Una volta si passava minuti a rovistare tra tasche e borse per trovare il portafogli, con il terrore di averlo lasciato a casa proprio nel momento meno opportuno. Oggi, invece, basta uno sguardo al telefono: la patente digitale è lì, sull’app IO. E la vera domanda diventa un’altra…chi è che esce senza smartphone?! Non scherziamo. Proprio in questo modo la diffusione della patente digitale attraverso l’app IO rappresenta ormai un ulteriore avanzamento nel processo di digitalizzazione dei servizi della Motorizzazione Civile. L’integrazione del documento di guida in formato digitale rientra nel più ampio percorso di dematerializzazione promosso dal Dipartimento per la trasformazione digitale, che mira a rendere accessibili, in un unico accesso,i principali documenti personali e amministrativi.
DATI ALLA MANO:
Il sistema ha superato la soglia di 9 milioni di patenti digitali caricate, con un utilizzo che coinvolge decine di milioni di utenti registrati sulla piattaforma. L’adozione della patente digitale evidenzia una forte propensione all’utilizzo degli strumenti digitali per la gestione dei documenti personali, confermando un trend già osservato con altri servizi disponibili sulla piattaforma. L’esperienza digitale si estende oltre la semplice conservazione della patente: gli utenti possono consultare il saldo punti tramite la sezione “Le mie patenti”, che solo negli ultimi 12 mesi ha registrato 7,5 milioni di accessi; verificare lo stato amministrativo dei veicoli attraverso il servizio “I miei veicoli”, con 1,2 milioni di accessi; e seguire l’avanzamento delle pratiche e dei relativi pagamenti. Nel mese di marzo, il numero di utenti attivi ha superato i 300 mila, con il 73% dei messaggi letti aperti nello stesso giorno della ricezione. Questo dato evidenzia la capacità del canale digitale di garantire interazioni rapide ed efficaci tra cittadini e amministrazioni, riducendo i tempi di attesa tipici dei canali tradizionali. La tempestività nella consultazione dei messaggi migliora la gestione delle comunicazioni istituzionali e consolida il ruolo delle piattaforme digitali come strumenti centrali nell’erogazione dei servizi pubblici. Una quota consistente degli utenti attivi è tra i 25 e i 44 anni, con una buona rappresentanza dei giovani adulti che hanno recentemente ottenuto la patente. Anche i giovani tra i 18 e i 24 anni stanno rapidamente aumentando la loro presenza, soprattutto per i servizi legati alla prima patente e al saldo punti.
VANTAGGI EFFETTIVI
Il documento digitale può essere esibito direttamente tramite dispositivo mobile, riducendo la necessità di supporti fisici. La piattaforma consente di ricevere notifiche e comunicazioni istituzionali relative a scadenze, aggiornamenti o pagamenti, rendendo più immediata la gestione delle informazioni e aumentando l’efficienza complessiva dei servizi. Gli utenti possono verificare lo stato delle proprie pratiche o dei veicoli collegati alla patente senza dover recarsi agli sportelli della Motorizzazione Civile. Avere il documento digitale riduce il rischio di smarrimento o danneggiamento della patente cartacea e registra in modo sicuro ogni aggiornamento o accesso, garantendo maggiore affidabilità nelle interazioni con la pubblica amministrazione.

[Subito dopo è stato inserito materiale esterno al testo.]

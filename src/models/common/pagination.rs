use serde::{Deserialize, Serialize};
use ts_rs::TS;

// 分页查询参数
#[derive(Debug, Clone, Deserialize, TS)]
#[ts(export, export_to = "../frontend/src/types/generated/pagination.ts")]
pub struct PaginationQuery {
    #[serde(
        default = "default_page",
        deserialize_with = "deserialize_string_to_i64"
    )]
    pub page: i64,
    #[serde(
        default = "default_size",
        deserialize_with = "deserialize_string_to_i64"
    )]
    pub size: i64,
}

impl PaginationQuery {
    pub const MAX_SIZE: i64 = 100;

    /// 规整后的 (page, size)：page >= 1，size 落在 1..=MAX_SIZE
    pub fn normalized(&self) -> (u64, u64) {
        let page = self.page.max(1) as u64;
        let size = self.size.clamp(1, Self::MAX_SIZE) as u64;
        (page, size)
    }
}

// 分页响应信息
#[derive(Debug, Clone, Serialize, Deserialize, TS)]
#[ts(export, export_to = "../frontend/src/types/generated/pagination.ts")]
pub struct PaginationInfo {
    pub page: i64,
    pub page_size: i64,
    pub total: i64,
    pub total_pages: i64,
}

impl PaginationInfo {
    pub fn new(page: u64, page_size: u64, total: u64, total_pages: u64) -> Self {
        Self {
            page: page as i64,
            page_size: page_size as i64,
            total: total as i64,
            total_pages: total_pages as i64,
        }
    }
}

// 分页列表响应
#[derive(Debug, Clone, Serialize, Deserialize, TS)]
#[ts(export, export_to = "../frontend/src/types/generated/pagination.ts")]
pub struct PaginatedResponse<T: TS> {
    pub items: Vec<T>,
    pub pagination: PaginationInfo,
}

// 自定义反序列化函数，支持字符串到i64的转换
pub(crate) fn deserialize_string_to_i64<'de, D>(deserializer: D) -> Result<i64, D::Error>
where
    D: serde::Deserializer<'de>,
{
    use serde::de::{Error, Unexpected, Visitor};
    use std::fmt;

    struct I64Visitor;

    impl<'de> Visitor<'de> for I64Visitor {
        type Value = i64;

        fn expecting(&self, formatter: &mut fmt::Formatter) -> fmt::Result {
            formatter.write_str("an integer or a string containing an integer")
        }

        fn visit_i64<E>(self, value: i64) -> Result<Self::Value, E>
        where
            E: Error,
        {
            Ok(value)
        }

        fn visit_u64<E>(self, value: u64) -> Result<Self::Value, E>
        where
            E: Error,
        {
            if value <= i64::MAX as u64 {
                Ok(value as i64)
            } else {
                Err(Error::invalid_value(Unexpected::Unsigned(value), &self))
            }
        }

        fn visit_str<E>(self, value: &str) -> Result<Self::Value, E>
        where
            E: Error,
        {
            value
                .parse()
                .map_err(|_| Error::invalid_value(Unexpected::Str(value), &self))
        }
    }

    deserializer.deserialize_any(I64Visitor)
}

/// 可选 i64 查询参数（如 `?course_id=3`），同样接受字符串
pub(crate) fn deserialize_optional_i64<'de, D>(deserializer: D) -> Result<Option<i64>, D::Error>
where
    D: serde::Deserializer<'de>,
{
    #[derive(Deserialize)]
    struct Wrapper(#[serde(deserialize_with = "deserialize_string_to_i64")] i64);

    Option::<Wrapper>::deserialize(deserializer).map(|w| w.map(|Wrapper(v)| v))
}

/// 可选布尔查询参数，接受 `true/false/1/0`
pub(crate) fn deserialize_optional_bool<'de, D>(deserializer: D) -> Result<Option<bool>, D::Error>
where
    D: serde::Deserializer<'de>,
{
    use serde::de::Error;

    #[derive(Deserialize)]
    #[serde(untagged)]
    enum BoolOrString {
        Bool(bool),
        Str(String),
    }

    match Option::<BoolOrString>::deserialize(deserializer)? {
        None => Ok(None),
        Some(BoolOrString::Bool(b)) => Ok(Some(b)),
        Some(BoolOrString::Str(s)) => match s.as_str() {
            "true" | "1" => Ok(Some(true)),
            "false" | "0" => Ok(Some(false)),
            _ => Err(Error::custom(format!("invalid boolean value: {s}"))),
        },
    }
}

fn default_page() -> i64 {
    1
}

fn default_size() -> i64 {
    10
}

impl Default for PaginationQuery {
    fn default() -> Self {
        Self { page: 1, size: 10 }
    }
}

#[cfg(test)]
mod tests {
    use super::*;

    #[test]
    fn test_pagination_from_strings() {
        let q: PaginationQuery = serde_json::from_str(r#"{"page":"3","size":"25"}"#).unwrap();
        assert_eq!(q.page, 3);
        assert_eq!(q.size, 25);
    }

    #[test]
    fn test_pagination_defaults() {
        let q: PaginationQuery = serde_json::from_str("{}").unwrap();
        assert_eq!((q.page, q.size), (1, 10));
    }

    #[test]
    fn test_pagination_rejects_garbage() {
        assert!(serde_json::from_str::<PaginationQuery>(r#"{"page":"abc"}"#).is_err());
    }

    #[derive(Debug, Deserialize)]
    struct Filters {
        #[serde(flatten)]
        pagination: PaginationQuery,
        #[serde(default, deserialize_with = "deserialize_optional_i64")]
        course_id: Option<i64>,
        #[serde(default, deserialize_with = "deserialize_optional_bool")]
        mine: Option<bool>,
    }

    #[test]
    fn test_flattened_filters_from_query_string() {
        let f: Filters =
            actix_web::web::Query::<Filters>::from_query("page=2&course_id=7&mine=true")
                .unwrap()
                .into_inner();
        assert_eq!(f.pagination.page, 2);
        assert_eq!(f.course_id, Some(7));
        assert_eq!(f.mine, Some(true));

        let f = actix_web::web::Query::<Filters>::from_query("").unwrap().into_inner();
        assert_eq!(f.course_id, None);
        assert_eq!(f.mine, None);
    }

    #[test]
    fn test_pagination_normalized() {
        let q = PaginationQuery { page: 0, size: 1000 };
        assert_eq!(q.normalized(), (1, PaginationQuery::MAX_SIZE as u64));
        let q = PaginationQuery { page: 2, size: -5 };
        assert_eq!(q.normalized(), (2, 1));
    }
}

IL ROVESCIO DELLA MEDAGLIA, SVANTAGGI SIGNIFICATIVI:
Noleggi di veicoli non abilitati alla patente digitale: Una situazione che crea un paradosso rispetto alla crescente diffusione del documento digitale, limitandone di fatto l’utilizzo in uno dei principali ambiti di mobilità per i cittadini. Accettazione non uniforme: Il riconoscimento della patente digitale non è ancora omogeneo tra operatori e territori, nonostante il valore legale del documento digitale, la sua applicazione varia a seconda degli operatori o delle situazioni, con possibili differenze soprattutto in contesti non pienamente digitalizzati o in servizi privati. Dipendenza dal dispositivo e dalla batteria: La patente digitale è accessibile solo tramite smartphone: in caso di batteria scarica, guasto del dispositivo o assenza di connessione, l’utente potrebbe avere problemi al momento del bisogno.